WASHINGTON—Just days after the Met reopened its ninth-floor world-class exhibition space, the museum announced a $125 million gift from an anonymous benefactor.

The donation from Wharton and Columbia graduate Robert Smithson, who is widely considered one of America’s most important artists, will establish a Wharton Fund for Contemporary Art at the Metropolitan Museum of Art. In an announcement Thursday morning, the museum called the gift the largest in the organization’s history.

The gift provides a significant boost to the institution’s plans to build an 11,000-square-foot expansion and renovation of its permanent Modern Wing. The gift and the new funding will allow the Metropolitan to build its next annex and three new galleries, the funds will also enable the museum to digitize more of its collection and plan exhibitions and ensure the museum has more financial flexibility in the future.

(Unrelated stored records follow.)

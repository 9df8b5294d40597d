//! In-memory state kept while replaying a tablet's WAL.

use crate::error::{Result, TabletError};
use plateau_core::OpId;
use plateau_durability::entry::{LogEntry, ReplicateMsg};
use std::collections::BTreeMap;

/// State of one replay pass. Lifetime is a single bootstrap.
///
/// The pending map owns every REPLICATE entry whose COMMIT or ABORT has not
/// been consumed yet. Handling a matching commit moves the entry out;
/// whatever is left at the end of replay is drained by move into the
/// bootstrap result as orphaned replicates.
pub(crate) struct ReplayState {
    /// Id of the last REPLICATE accepted.
    pub prev_op_id: OpId,
    /// Highest committed op id seen so far. Every operation with a lower
    /// id is also committed.
    pub committed_op_id: OpId,
    /// REPLICATE entries whose COMMIT/ABORT has not yet been seen,
    /// keyed by op id.
    pub pending_replicates: BTreeMap<OpId, LogEntry>,
}

impl ReplayState {
    pub fn new() -> Self {
        ReplayState {
            prev_op_id: OpId::MIN,
            committed_op_id: OpId::MIN,
            pending_replicates: BTreeMap::new(),
        }
    }

    /// Whether `b` is allowed to immediately follow `a` in the log.
    fn valid_sequence(a: OpId, b: OpId) -> bool {
        if a.is_min() {
            // Not initialized, can start with any id.
            return true;
        }
        // Within the same term, each entry's index is exactly one higher
        // than the previous.
        if b.term == a.term && b.index != a.index + 1 {
            return false;
        }
        // Across terms, the term can only grow.
        if b.term < a.term {
            return false;
        }
        true
    }

    /// Check that `msg` is in sequence with the previous replicate and
    /// advance `prev_op_id` past it.
    pub fn check_sequential_replicate_id(&mut self, msg: &ReplicateMsg) -> Result<()> {
        if !Self::valid_sequence(self.prev_op_id, msg.id) {
            return Err(TabletError::Corruption(format!(
                "Unexpected opid following opid {}. Operation: {} REPLICATE ({})",
                self.prev_op_id,
                msg.id,
                msg.body.kind_name()
            )));
        }
        self.prev_op_id = msg.id;
        Ok(())
    }

    /// Raise the committed watermark to `id` if it is higher.
    pub fn update_committed_op_id(&mut self, id: OpId) {
        if id > self.committed_op_id {
            self.committed_op_id = id;
        }
    }
}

“We look forward to a decade of knowing this generous patron not only as a benefactor, but as a colleague who supports our work both on our global scale and here in New York,” said Thomas P. Campbell, the Met’s president and CEO.

Mr. Smithson died in 2010 and is famous for his geometrically inspired, headless buildings, including the 1951 Spiral Jetty, which was constructed in an off-the-radar cove off the Oregon coast. “Spiral Jetty” occupies a substantial portion of the center’s 21st-floor exhibition space.

Mr. Smithson is perhaps most famous for his “Eco Temple: The Smithson Memorial Building,” built in 1960, and its toned-down version, the “Smithson Organic Church.”

“Eco Temple” was often criticized as not being a pure example of his ethos. His more literal organic church, commissioned as a public performance, was never completed. The public response to Mr. Smithson’s visions for Spiral Jetty were mixed, as were Mr. Smithson’s own. The Philanthropy Fair reported on negative reactions to Spiral Jetty in 1986.